-- Source material --
Segment Open
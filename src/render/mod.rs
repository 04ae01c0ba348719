//! PDF to page text conversion through the poppler command line tools.
//!
//! `pdftohtml -xml` gives positioned text with font sizes and the bookmark tree; from that
//! we produce Markdown-flavored page text (font-size headings, bold-only lines) plus the
//! bookmark entries pointing at each page. `pdftotext` supplies plain page text for search.

use std::collections::HashMap;
use std::fs;
use std::path::Path;
use std::process::Command;

use anyhow::{Context, Result, bail};
use regex::Regex;
use tracing::debug;

use crate::model::{PageRecord, TocEntry, ToolVersions};


const HEADING_MARKERS: [&str; 4] = ["#", "##", "###", "####"];
const HEADING_MAX_CHARS: usize = 160;

#[derive(Debug, Clone)]
struct TextFragment {
    top: i64,
    font_id: String,
    text: String,
    bold: bool,
}

#[derive(Debug, Clone)]
struct RenderedLine {
    size_key: i64,
    text: String,
    bold: bool,
}

pub struct PdfRenderer {
    fontspec: Regex,
    page_block: Regex,
    text_fragment: Regex,
    outline_token: Regex,
    bold_segment: Regex,
    markup_tag: Regex,
}

impl PdfRenderer {
    pub fn new() -> Result<Self> {
        Ok(Self {
            fontspec: Regex::new(r#"<fontspec\s+id="([^"]+)"\s+size="(-?\d+(?:\.\d+)?)""#)
                .context("failed to compile fontspec regex")?,
            page_block: Regex::new(r#"(?s)<page\s+number="(\d+)"[^>]*>(.*?)</page>"#)
                .context("failed to compile page block regex")?,
            text_fragment: Regex::new(
                r#"(?s)<text\s+top="(-?\d+(?:\.\d+)?)"[^>]*?\sfont="([^"]+)"[^>]*>(.*?)</text>"#,
            )
            .context("failed to compile text fragment regex")?,
            outline_token: Regex::new(r#"(?s)<outline>|</outline>|<item\s+page="(\d+)"[^>]*>(.*?)</item>"#)
                .context("failed to compile outline item regex")?,
            bold_segment: Regex::new(r"(?s)<b>.*?</b>").context("failed to compile bold regex")?,
            markup_tag: Regex::new(r"</?[A-Za-z][^>]*>").context("failed to compile markup regex")?,
        })
    }

    pub fn render_pdf(&self, pdf_path: &Path, max_pages: Option<usize>) -> Result<Vec<PageRecord>> {
        let xml = run_pdftohtml(pdf_path, max_pages)?;
        let pages = self.pages_from_xml(&xml);
        debug!(path = %pdf_path.display(), pages = pages.len(), "rendered pdf pages");
        Ok(pages)
    }

    /// Converts `pdftohtml -xml` output into per-page Markdown text and bookmark entries.
    pub fn pages_from_xml(&self, xml: &str) -> Vec<PageRecord> {
        let font_sizes = self.font_sizes(xml);

        let mut page_numbers = Vec::<i64>::new();
        let mut page_lines = Vec::<Vec<RenderedLine>>::new();
        for captures in self.page_block.captures_iter(xml) {
            let number = captures
                .get(1)
                .and_then(|value| value.as_str().parse::<i64>().ok())
                .unwrap_or((page_numbers.len() + 1) as i64);
            let body = captures.get(2).map(|value| value.as_str()).unwrap_or_default();

            page_numbers.push(number);
            page_lines.push(self.page_lines(body, &font_sizes));
        }

        let body_size = body_size_key(&page_lines);
        let heading_sizes = heading_size_ranks(&page_lines, body_size);

        let mut pages = page_lines
            .iter()
            .map(|lines| {
                let text = lines
                    .iter()
                    .map(|line| render_markdown_line(line, body_size, &heading_sizes))
                    .collect::<Vec<String>>()
                    .join("\n");
                PageRecord::new(text, Vec::new())
            })
            .collect::<Vec<PageRecord>>();

        for (page_number, entry) in self.outline_entries(xml) {
            let Some(index) = page_numbers.iter().position(|number| *number == page_number) else {
                continue;
            };
            if let Some(page) = pages.get_mut(index) {
                page.toc_items.push(entry);
            }
        }

        pages
    }

    fn font_sizes(&self, xml: &str) -> HashMap<String, i64> {
        let mut sizes = HashMap::new();
        for captures in self.fontspec.captures_iter(xml) {
            let (Some(id), Some(size)) = (captures.get(1), captures.get(2)) else {
                continue;
            };
            let Ok(size) = size.as_str().parse::<f64>() else {
                continue;
            };
            sizes
                .entry(id.as_str().to_string())
                .or_insert_with(|| size_key(size));
        }
        sizes
    }

    fn page_lines(&self, body: &str, font_sizes: &HashMap<String, i64>) -> Vec<RenderedLine> {
        let mut fragments = Vec::<TextFragment>::new();
        for captures in self.text_fragment.captures_iter(body) {
            let top = captures
                .get(1)
                .and_then(|value| value.as_str().parse::<f64>().ok())
                .map(|value| value.round() as i64)
                .unwrap_or_default();
            let font_id = captures
                .get(2)
                .map(|value| value.as_str().to_string())
                .unwrap_or_default();
            let inner = captures.get(3).map(|value| value.as_str()).unwrap_or_default();

            let text = self.plain_text(inner);
            if text.is_empty() {
                continue;
            }
            let outside_bold = self.plain_text(&self.bold_segment.replace_all(inner, ""));

            fragments.push(TextFragment {
                top,
                font_id,
                text,
                bold: outside_bold.is_empty(),
            });
        }

        let mut lines = Vec::<(i64, String, RenderedLine)>::new();
        for fragment in fragments {
            let size = font_sizes.get(&fragment.font_id).copied().unwrap_or_default();
            if let Some((top, font_id, line)) = lines.last_mut() {
                if *top == fragment.top && *font_id == fragment.font_id {
                    line.text.push(' ');
                    line.text.push_str(&fragment.text);
                    line.bold = line.bold && fragment.bold;
                    continue;
                }
            }

            lines.push((
                fragment.top,
                fragment.font_id,
                RenderedLine {
                    size_key: size,
                    text: fragment.text,
                    bold: fragment.bold,
                },
            ));
        }

        lines.into_iter().map(|(_, _, line)| line).collect()
    }

    fn outline_entries(&self, xml: &str) -> Vec<(i64, TocEntry)> {
        let mut depth = 0i64;
        let mut entries = Vec::new();

        for captures in self.outline_token.captures_iter(xml) {
            let token = captures.get(0).map(|value| value.as_str()).unwrap_or_default();
            if token == "<outline>" {
                depth += 1;
                continue;
            }
            if token == "</outline>" {
                depth = (depth - 1).max(0);
                continue;
            }

            let Some(page_number) = captures
                .get(1)
                .and_then(|value| value.as_str().parse::<i64>().ok())
            else {
                continue;
            };
            let label = self.plain_text(captures.get(2).map(|value| value.as_str()).unwrap_or_default());
            if label.is_empty() {
                continue;
            }

            entries.push((page_number, TocEntry::new(depth.max(1), label)));
        }

        entries
    }

    fn plain_text(&self, markup: &str) -> String {
        let stripped = self.markup_tag.replace_all(markup, "");
        decode_entities(&stripped)
            .split_whitespace()
            .collect::<Vec<&str>>()
            .join(" ")
    }
}

fn size_key(size: f64) -> i64 {
    (size * 10.0).round() as i64
}

/// The font size carrying the most characters is the body size.
fn body_size_key(pages: &[Vec<RenderedLine>]) -> i64 {
    let mut chars_by_size = HashMap::<i64, usize>::new();
    for line in pages.iter().flatten() {
        *chars_by_size.entry(line.size_key).or_insert(0) += line.text.chars().count();
    }

    chars_by_size
        .into_iter()
        .max_by(|left, right| left.1.cmp(&right.1).then(right.0.cmp(&left.0)))
        .map(|(size, _)| size)
        .unwrap_or_default()
}

fn heading_size_ranks(pages: &[Vec<RenderedLine>], body_size: i64) -> Vec<i64> {
    let mut sizes = pages
        .iter()
        .flatten()
        .filter(|line| line.size_key > body_size && is_heading_length(&line.text))
        .map(|line| line.size_key)
        .collect::<Vec<i64>>();
    sizes.sort_unstable_by(|left, right| right.cmp(left));
    sizes.dedup();
    sizes
}

fn is_heading_length(text: &str) -> bool {
    text.chars().count() <= HEADING_MAX_CHARS
}

fn render_markdown_line(line: &RenderedLine, body_size: i64, heading_sizes: &[i64]) -> String {
    if line.size_key > body_size && is_heading_length(&line.text) {
        if let Some(rank) = heading_sizes.iter().position(|size| *size == line.size_key) {
            let marker = HEADING_MARKERS[rank.min(HEADING_MARKERS.len() - 1)];
            return format!("{} {}", marker, line.text);
        }
    }

    if line.bold {
        return format!("**{}**", line.text);
    }

    line.text.clone()
}

fn decode_entities(input: &str) -> String {
    if !input.contains('&') {
        return input.to_string();
    }

    let mut out = String::with_capacity(input.len());
    let mut rest = input;
    while let Some(start) = rest.find('&') {
        out.push_str(&rest[..start]);
        let tail = &rest[start..];
        let decoded = tail
            .find(';')
            .filter(|end| *end <= 10)
            .and_then(|end| decode_entity(&tail[1..end]).map(|value| (value, end)));

        match decoded {
            Some((value, end)) => {
                out.push(value);
                rest = &tail[end + 1..];
            }
            None => {
                out.push('&');
                rest = &tail[1..];
            }
        }
    }
    out.push_str(rest);
    out
}

fn decode_entity(name: &str) -> Option<char> {
    match name {
        "amp" => Some('&'),
        "lt" => Some('<'),
        "gt" => Some('>'),
        "quot" => Some('"'),
        "apos" => Some('\''),
        "nbsp" => Some(' '),
        _ => {
            let number = name.strip_prefix('#')?;
            let code = match number.strip_prefix(['x', 'X']) {
                Some(hex) => u32::from_str_radix(hex, 16).ok()?,
                None => number.parse::<u32>().ok()?,
            };
            let character = char::from_u32(code)?;
            if character == '\u{00a0}' {
                Some(' ')
            } else {
                Some(character)
            }
        }
    }
}

fn run_pdftohtml(pdf_path: &Path, max_pages: Option<usize>) -> Result<String> {
    let mut command = Command::new("pdftohtml");
    command
        .arg("-xml")
        .arg("-i")
        .arg("-q")
        .arg("-stdout")
        .arg("-enc")
        .arg("UTF-8")
        .arg("-f")
        .arg("1");
    if let Some(max_pages) = max_pages {
        command.arg("-l").arg(max_pages.to_string());
    }
    command.arg(pdf_path);

    let output = command
        .output()
        .with_context(|| format!("failed to execute pdftohtml for {}", pdf_path.display()))?;

    if !output.status.success() {
        let stderr = String::from_utf8_lossy(&output.stderr);
        bail!(
            "pdftohtml returned non-zero exit status for {}: {}",
            pdf_path.display(),
            stderr.trim()
        );
    }

    Ok(String::from_utf8_lossy(&output.stdout).replace('\u{0000}', ""))
}

/// Plain text of every page, in page order.
pub fn extract_plain_pages(pdf_path: &Path, max_pages: Option<usize>) -> Result<Vec<String>> {
    let mut command = Command::new("pdftotext");
    command.arg("-enc").arg("UTF-8").arg("-f").arg("1");
    if let Some(max_pages) = max_pages {
        command.arg("-l").arg(max_pages.to_string());
    }
    command.arg(pdf_path).arg("-");

    let output = command
        .output()
        .with_context(|| format!("failed to execute pdftotext for {}", pdf_path.display()))?;

    if !output.status.success() {
        let stderr = String::from_utf8_lossy(&output.stderr);
        bail!(
            "pdftotext returned non-zero exit status for {}: {}",
            pdf_path.display(),
            stderr.trim()
        );
    }

    Ok(split_form_feed_pages(&String::from_utf8_lossy(&output.stdout)))
}

fn split_form_feed_pages(raw: &str) -> Vec<String> {
    let mut pages: Vec<String> = raw
        .split('\u{000C}')
        .map(|chunk| chunk.replace('\u{0000}', ""))
        .collect();

    while let Some(last_page) = pages.last() {
        if last_page.trim().is_empty() {
            pages.pop();
            continue;
        }
        break;
    }

    pages
}

/// Pages rendered ahead of time by another converter, as a JSON array of page objects.
pub fn load_pages_json(path: &Path) -> Result<Vec<PageRecord>> {
    let raw = fs::read(path).with_context(|| format!("failed to read {}", path.display()))?;
    let pages: Vec<PageRecord> = serde_json::from_slice(&raw)
        .with_context(|| format!("failed to parse page records from {}", path.display()))?;
    Ok(pages)
}

pub fn collect_tool_versions() -> ToolVersions {
    ToolVersions {
        pdftotext: command_version_optional("pdftotext", &["-v"]),
        pdftohtml: command_version_optional("pdftohtml", &["-v"]),
    }
}

fn command_version_optional(program: &str, args: &[&str]) -> Option<String> {
    let output = Command::new(program).args(args).output().ok()?;

    let stdout = String::from_utf8_lossy(&output.stdout);
    let stderr = String::from_utf8_lossy(&output.stderr);
    let source = if stdout.trim().is_empty() {
        stderr.trim()
    } else {
        stdout.trim()
    };

    source
        .lines()
        .next()
        .map(str::trim)
        .filter(|line| !line.is_empty())
        .map(|line| line.to_string())
}
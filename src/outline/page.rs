use crate::model::HeadingCandidate;

use super::OutlineParser;

impl OutlineParser {
    /// Heading candidates of one page in line order, stamped with the 1-based page number.
    pub fn extract_page_headings(&self, page_text: &str, page_index: usize) -> Vec<HeadingCandidate> {
        self.lines(page_text)
            .filter_map(|line| self.classify_line(line, page_index + 1))
            .collect()
    }
}
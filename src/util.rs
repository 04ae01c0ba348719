use std::fs::{self, File};
use std::io::{Read, Write};
use std::path::{Path, PathBuf};

use anyhow::{Context, Result};
use chrono::{DateTime, SecondsFormat, Utc};
use serde::Serialize;
use sha2::{Digest, Sha256};

pub fn now_utc_string() -> String {
    Utc::now().to_rfc3339_opts(SecondsFormat::Secs, true)
}

pub fn utc_compact_string(ts: DateTime<Utc>) -> String {
    ts.format("%Y%m%dT%H%M%SZ").to_string()
}

pub fn ensure_directory(path: &Path) -> Result<()> {
    fs::create_dir_all(path)
        .with_context(|| format!("failed to create directory: {}", path.display()))
}

pub fn sha256_file(path: &Path) -> Result<String> {
    let mut file = File::open(path)
        .with_context(|| format!("failed to open file for hashing: {}", path.display()))?;

    let mut hasher = Sha256::new();
    let mut buf = [0_u8; 8192];

    loop {
        let count = file
            .read(&mut buf)
            .with_context(|| format!("failed to read file for hashing: {}", path.display()))?;
        if count == 0 {
            break;
        }
        hasher.update(&buf[..count]);
    }

    Ok(format!("{:x}", hasher.finalize()))
}

pub fn to_json_string<T: Serialize>(value: &T, pretty: bool) -> Result<String> {
    let data = if pretty {
        serde_json::to_string_pretty(value)
    } else {
        serde_json::to_string(value)
    };
    data.context("failed to serialize json")
}

pub fn write_json<T: Serialize>(path: &Path, value: &T, pretty: bool) -> Result<()> {
    if let Some(parent) = path.parent() {
        if !parent.as_os_str().is_empty() {
            ensure_directory(parent)?;
        }
    }

    let data = to_json_string(value, pretty)
        .with_context(|| format!("failed to serialize json: {}", path.display()))?;

    let mut file = File::create(path)
        .with_context(|| format!("failed to create json file: {}", path.display()))?;
    file.write_all(data.as_bytes())
        .with_context(|| format!("failed to write json file: {}", path.display()))?;
    file.write_all(b"\n")
        .with_context(|| format!("failed to finalize json file: {}", path.display()))?;

    Ok(())
}

pub fn write_json_pretty<T: Serialize>(path: &Path, value: &T) -> Result<()> {
    write_json(path, value, true)
}

/// Regular files with a `.pdf` extension (any case) directly inside `dir`, sorted by name.
pub fn discover_pdfs(dir: &Path) -> Result<Vec<PathBuf>> {
    let mut pdfs = Vec::new();

    let entries =
        fs::read_dir(dir).with_context(|| format!("failed to read {}", dir.display()))?;

    for entry in entries {
        let entry = entry.with_context(|| format!("failed to read entry in {}", dir.display()))?;
        let path = entry.path();

        if !entry
            .file_type()
            .with_context(|| format!("failed to inspect file type: {}", path.display()))?
            .is_file()
        {
            continue;
        }

        let is_pdf = path
            .extension()
            .and_then(|ext| ext.to_str())
            .map(|ext| ext.eq_ignore_ascii_case("pdf"))
            .unwrap_or(false);

        if is_pdf {
            pdfs.push(path);
        }
    }

    pdfs.sort();
    Ok(pdfs)
}

pub fn file_name_string(path: &Path) -> String {
    path.file_name()
        .map(|name| name.to_string_lossy().into_owned())
        .unwrap_or_else(|| path.display().to_string())
}
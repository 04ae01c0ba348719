use std::path::PathBuf;

use clap::{Args, Parser, Subcommand};

#[derive(Parser, Debug)]
#[command(
    name = "pdfoutline",
    version,
    about = "Extract titles and heading outlines from PDFs, and search PDF collections offline"
)]
pub struct Cli {
    #[command(subcommand)]
    pub command: Commands,
}

#[derive(Subcommand, Debug)]
pub enum Commands {
    /// Extract the title and heading outline of one PDF, or of every PDF in a directory.
    Outline(OutlineArgs),
    /// Build the semantic search index for a directory of PDFs.
    Index(IndexArgs),
    /// Answer a persona/job query against a directory of PDFs.
    Search(SearchArgs),
}

#[derive(Args, Debug, Clone)]
pub struct OutlineArgs {
    /// PDF to process.
    #[arg(required_unless_present_any = ["pages_json", "input_dir"])]
    pub pdf_path: Option<PathBuf>,

    /// Read pre-rendered page records instead of converting a PDF.
    #[arg(long, conflicts_with_all = ["pdf_path", "input_dir"])]
    pub pages_json: Option<PathBuf>,

    /// Process every PDF in this directory.
    #[arg(long, requires = "output_dir", conflicts_with = "pdf_path")]
    pub input_dir: Option<PathBuf>,

    /// Destination for `<stem>.json` files in directory mode.
    #[arg(long)]
    pub output_dir: Option<PathBuf>,

    /// Output JSON file; the outline is printed to stdout when omitted.
    #[arg(short, long, conflicts_with = "input_dir")]
    pub output: Option<PathBuf>,

    /// Indent the JSON output.
    #[arg(long, default_value_t = false)]
    pub pretty: bool,

    /// Also write the rendered page records to this file.
    #[arg(long, conflicts_with = "input_dir")]
    pub emit_pages: Option<PathBuf>,

    #[arg(long)]
    pub max_pages: Option<usize>,
}

#[derive(Args, Debug, Clone)]
pub struct IndexArgs {
    #[arg(long)]
    pub data_dir: PathBuf,

    #[arg(long, default_value = ".cache/pdfoutline")]
    pub cache_root: PathBuf,

    #[arg(long)]
    pub index_path: Option<PathBuf>,

    #[arg(long)]
    pub model_id: Option<String>,

    #[arg(long, default_value_t = 1000)]
    pub chunk_size: usize,

    #[arg(long, default_value_t = 100)]
    pub chunk_overlap: usize,

    #[arg(long)]
    pub max_pages_per_doc: Option<usize>,
}

#[derive(Args, Debug, Clone)]
pub struct SearchArgs {
    /// JSON search spec with the query, persona and document list.
    pub input: PathBuf,

    #[arg(default_value = "search_results.json")]
    pub output: PathBuf,

    #[arg(long, short = 'm')]
    pub model_id: Option<String>,

    #[arg(long, default_value = ".cache/pdfoutline")]
    pub cache_root: PathBuf,

    #[arg(long)]
    pub index_path: Option<PathBuf>,

    #[arg(long, default_value_t = 5)]
    pub top_k: usize,

    #[arg(long, default_value_t = 1000)]
    pub chunk_size: usize,

    #[arg(long, default_value_t = 100)]
    pub chunk_overlap: usize,

    /// Query the existing index instead of rebuilding it first.
    #[arg(long, default_value_t = false)]
    pub reuse_index: bool,
}
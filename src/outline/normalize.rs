use super::OutlineParser;

const PUNCTUATION_SUBSTITUTIONS: [(char, &str); 7] = [
    ('\u{2018}', "'"),
    ('\u{2019}', "'"),
    ('\u{201C}', "\""),
    ('\u{201D}', "\""),
    ('\u{2013}', "-"),
    ('\u{2014}', "-"),
    ('\u{2026}', "..."),
];

pub fn normalize_punctuation(text: &str) -> String {
    let mut out = String::with_capacity(text.len());
    for character in text.chars() {
        match PUNCTUATION_SUBSTITUTIONS
            .iter()
            .find(|(unicode, _)| *unicode == character)
        {
            Some((_, ascii)) => out.push_str(ascii),
            None => out.push(character),
        }
    }
    out
}

impl OutlineParser {
    /// Strips Markdown decoration and extraction noise from heading text.
    ///
    /// The cleaning pass is repeated until it stops changing the text, so the result is a
    /// fixed point: cleaning it again returns it unchanged. An empty result means the input
    /// was pure noise.
    pub fn clean_heading_text(&self, text: &str) -> String {
        let mut current = self.clean_once(text);
        loop {
            let next = self.clean_once(&current);
            if next == current {
                return current;
            }
            current = next;
        }
    }

    fn clean_once(&self, text: &str) -> String {
        let text = normalize_punctuation(text);
        let text = self.inline_code.replace_all(&text, "$1").replace('`', "");
        let text = self.bold_span.replace_all(&text, "$1");
        let text = self.trailing_page_number.replace(&text, "");
        let text = self.punctuation_run.replace_all(&text, "");

        text.split_whitespace().collect::<Vec<&str>>().join(" ")
    }
}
Segment Closed
-- Problem requirements --
Only the number is needed: count the lines of the material that include "zero".

-- Output for this task --
2